### PROBLEM
Once the line containing "not yet known." is found in the entries below, reproduce it and every line after it, stopping at and including the line containing "the dispatched state."; reproduce nothing else, and keep each line exact.

─── GIVEN INFORMATION ───

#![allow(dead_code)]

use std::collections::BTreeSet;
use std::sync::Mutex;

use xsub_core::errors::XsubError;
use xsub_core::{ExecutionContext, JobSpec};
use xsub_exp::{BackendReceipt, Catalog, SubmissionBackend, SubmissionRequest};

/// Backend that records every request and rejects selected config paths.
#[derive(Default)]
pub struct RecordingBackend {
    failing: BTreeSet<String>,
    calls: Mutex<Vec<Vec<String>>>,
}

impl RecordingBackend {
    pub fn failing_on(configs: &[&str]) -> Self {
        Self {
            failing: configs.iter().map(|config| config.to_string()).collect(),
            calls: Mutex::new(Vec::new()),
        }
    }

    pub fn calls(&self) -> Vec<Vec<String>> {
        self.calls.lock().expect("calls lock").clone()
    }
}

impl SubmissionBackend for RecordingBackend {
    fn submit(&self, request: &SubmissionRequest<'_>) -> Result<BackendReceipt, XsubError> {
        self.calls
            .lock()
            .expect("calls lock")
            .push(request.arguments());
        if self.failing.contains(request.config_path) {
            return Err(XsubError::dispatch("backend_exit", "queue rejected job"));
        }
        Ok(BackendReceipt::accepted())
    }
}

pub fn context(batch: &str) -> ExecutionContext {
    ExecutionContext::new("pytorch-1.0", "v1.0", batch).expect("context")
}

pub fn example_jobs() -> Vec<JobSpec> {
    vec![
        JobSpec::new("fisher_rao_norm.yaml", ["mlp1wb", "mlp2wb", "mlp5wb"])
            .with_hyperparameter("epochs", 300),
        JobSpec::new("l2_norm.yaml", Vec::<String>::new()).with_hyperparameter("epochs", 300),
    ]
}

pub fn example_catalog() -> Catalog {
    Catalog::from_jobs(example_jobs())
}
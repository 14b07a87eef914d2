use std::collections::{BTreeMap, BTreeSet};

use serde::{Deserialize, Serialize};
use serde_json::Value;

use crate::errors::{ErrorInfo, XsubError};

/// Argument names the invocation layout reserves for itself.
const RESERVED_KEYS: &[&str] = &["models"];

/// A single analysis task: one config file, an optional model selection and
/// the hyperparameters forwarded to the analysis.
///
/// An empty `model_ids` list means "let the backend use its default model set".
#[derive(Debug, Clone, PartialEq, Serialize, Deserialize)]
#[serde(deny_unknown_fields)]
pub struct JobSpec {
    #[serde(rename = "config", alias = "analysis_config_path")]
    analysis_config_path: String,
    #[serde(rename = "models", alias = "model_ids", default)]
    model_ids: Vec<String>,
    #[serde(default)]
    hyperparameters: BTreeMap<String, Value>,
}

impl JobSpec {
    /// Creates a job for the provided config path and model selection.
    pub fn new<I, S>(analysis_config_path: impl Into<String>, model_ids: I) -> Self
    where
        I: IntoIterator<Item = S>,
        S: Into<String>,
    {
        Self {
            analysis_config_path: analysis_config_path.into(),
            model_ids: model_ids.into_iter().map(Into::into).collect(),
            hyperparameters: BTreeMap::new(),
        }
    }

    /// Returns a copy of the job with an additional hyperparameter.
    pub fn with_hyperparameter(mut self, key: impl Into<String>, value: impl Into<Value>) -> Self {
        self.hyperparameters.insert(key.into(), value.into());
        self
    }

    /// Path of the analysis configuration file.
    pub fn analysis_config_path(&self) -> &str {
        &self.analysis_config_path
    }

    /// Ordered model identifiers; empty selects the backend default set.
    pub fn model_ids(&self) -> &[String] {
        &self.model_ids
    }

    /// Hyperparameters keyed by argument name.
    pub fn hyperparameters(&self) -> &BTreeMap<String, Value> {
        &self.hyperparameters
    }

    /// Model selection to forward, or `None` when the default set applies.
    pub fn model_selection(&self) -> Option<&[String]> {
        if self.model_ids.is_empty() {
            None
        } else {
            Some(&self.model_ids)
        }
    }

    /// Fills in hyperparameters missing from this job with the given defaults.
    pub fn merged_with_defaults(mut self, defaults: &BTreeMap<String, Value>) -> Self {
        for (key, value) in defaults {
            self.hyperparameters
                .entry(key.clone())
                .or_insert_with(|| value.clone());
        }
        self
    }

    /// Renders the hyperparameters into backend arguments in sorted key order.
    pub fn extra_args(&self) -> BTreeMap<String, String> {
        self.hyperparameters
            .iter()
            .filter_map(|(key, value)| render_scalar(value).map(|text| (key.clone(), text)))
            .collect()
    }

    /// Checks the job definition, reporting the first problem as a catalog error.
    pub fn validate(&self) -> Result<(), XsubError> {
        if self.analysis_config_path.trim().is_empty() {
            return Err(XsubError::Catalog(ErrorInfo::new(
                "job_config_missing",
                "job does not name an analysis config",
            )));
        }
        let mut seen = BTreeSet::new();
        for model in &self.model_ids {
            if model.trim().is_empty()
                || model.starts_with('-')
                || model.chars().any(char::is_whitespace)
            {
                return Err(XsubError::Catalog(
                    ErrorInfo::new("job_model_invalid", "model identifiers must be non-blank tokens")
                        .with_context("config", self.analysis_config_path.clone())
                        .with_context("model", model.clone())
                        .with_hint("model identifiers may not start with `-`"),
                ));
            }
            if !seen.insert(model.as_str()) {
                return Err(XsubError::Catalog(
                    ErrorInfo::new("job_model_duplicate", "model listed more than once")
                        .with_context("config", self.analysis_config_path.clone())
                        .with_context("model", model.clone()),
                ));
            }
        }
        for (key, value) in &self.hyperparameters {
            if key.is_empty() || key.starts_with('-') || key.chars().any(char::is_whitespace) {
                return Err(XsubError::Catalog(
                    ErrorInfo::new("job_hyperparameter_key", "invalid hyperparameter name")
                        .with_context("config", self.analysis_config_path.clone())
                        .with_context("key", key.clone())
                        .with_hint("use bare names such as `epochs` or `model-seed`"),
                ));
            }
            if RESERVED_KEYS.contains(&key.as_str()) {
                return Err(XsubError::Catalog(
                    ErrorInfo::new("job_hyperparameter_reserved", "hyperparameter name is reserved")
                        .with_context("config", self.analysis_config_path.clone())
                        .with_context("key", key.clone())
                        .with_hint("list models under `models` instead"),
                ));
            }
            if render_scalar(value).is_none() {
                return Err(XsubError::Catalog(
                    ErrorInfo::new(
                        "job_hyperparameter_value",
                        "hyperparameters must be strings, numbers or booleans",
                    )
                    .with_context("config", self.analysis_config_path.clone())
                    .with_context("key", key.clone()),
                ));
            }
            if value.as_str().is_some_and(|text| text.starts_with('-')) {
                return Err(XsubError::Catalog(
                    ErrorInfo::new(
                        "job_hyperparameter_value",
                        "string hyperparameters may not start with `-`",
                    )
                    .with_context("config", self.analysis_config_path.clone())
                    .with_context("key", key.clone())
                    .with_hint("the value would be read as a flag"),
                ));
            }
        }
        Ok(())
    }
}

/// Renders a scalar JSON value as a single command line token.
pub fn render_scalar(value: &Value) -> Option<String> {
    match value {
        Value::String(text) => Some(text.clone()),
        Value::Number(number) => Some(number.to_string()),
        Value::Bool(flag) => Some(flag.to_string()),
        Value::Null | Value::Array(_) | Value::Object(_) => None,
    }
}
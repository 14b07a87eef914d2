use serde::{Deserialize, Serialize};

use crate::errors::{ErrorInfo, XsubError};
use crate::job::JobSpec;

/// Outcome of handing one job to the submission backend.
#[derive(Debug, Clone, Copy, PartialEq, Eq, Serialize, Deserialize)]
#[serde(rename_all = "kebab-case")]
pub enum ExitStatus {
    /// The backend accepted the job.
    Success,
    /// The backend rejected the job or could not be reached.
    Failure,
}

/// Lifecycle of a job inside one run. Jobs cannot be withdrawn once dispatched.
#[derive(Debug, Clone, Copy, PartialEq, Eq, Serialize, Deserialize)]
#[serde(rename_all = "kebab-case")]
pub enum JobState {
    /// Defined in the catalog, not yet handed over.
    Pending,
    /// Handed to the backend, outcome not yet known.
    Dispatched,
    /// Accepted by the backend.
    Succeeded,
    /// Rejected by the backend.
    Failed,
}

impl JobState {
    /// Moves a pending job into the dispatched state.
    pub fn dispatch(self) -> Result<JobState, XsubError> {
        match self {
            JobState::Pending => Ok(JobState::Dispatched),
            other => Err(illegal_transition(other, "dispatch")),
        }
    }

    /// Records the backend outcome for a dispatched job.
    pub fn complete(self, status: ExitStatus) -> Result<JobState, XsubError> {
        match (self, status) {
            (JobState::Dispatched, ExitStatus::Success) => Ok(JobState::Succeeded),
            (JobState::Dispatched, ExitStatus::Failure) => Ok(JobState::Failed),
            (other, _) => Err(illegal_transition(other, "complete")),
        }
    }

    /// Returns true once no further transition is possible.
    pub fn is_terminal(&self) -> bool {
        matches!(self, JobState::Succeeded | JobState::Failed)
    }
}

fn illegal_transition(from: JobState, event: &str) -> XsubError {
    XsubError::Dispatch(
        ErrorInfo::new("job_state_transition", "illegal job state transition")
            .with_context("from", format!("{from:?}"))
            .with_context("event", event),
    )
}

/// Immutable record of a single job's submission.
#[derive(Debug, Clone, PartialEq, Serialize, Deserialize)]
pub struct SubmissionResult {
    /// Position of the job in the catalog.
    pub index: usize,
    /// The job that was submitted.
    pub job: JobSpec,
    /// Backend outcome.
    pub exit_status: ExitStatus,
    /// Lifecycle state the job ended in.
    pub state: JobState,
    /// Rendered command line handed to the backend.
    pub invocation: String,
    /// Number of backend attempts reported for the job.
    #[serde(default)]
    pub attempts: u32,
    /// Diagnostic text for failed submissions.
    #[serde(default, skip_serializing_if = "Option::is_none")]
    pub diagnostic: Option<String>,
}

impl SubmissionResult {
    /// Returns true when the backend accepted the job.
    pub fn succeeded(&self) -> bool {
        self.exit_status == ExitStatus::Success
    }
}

───

### RESPONSE AREA
    /// Handed to the backend, outcome not yet known.
    Dispatched,
    /// Accepted by the backend.
    Succeeded,
    /// Rejected by the backend.
    Failed,
}

impl JobState {
    /// Moves a pending job into the dispatched state.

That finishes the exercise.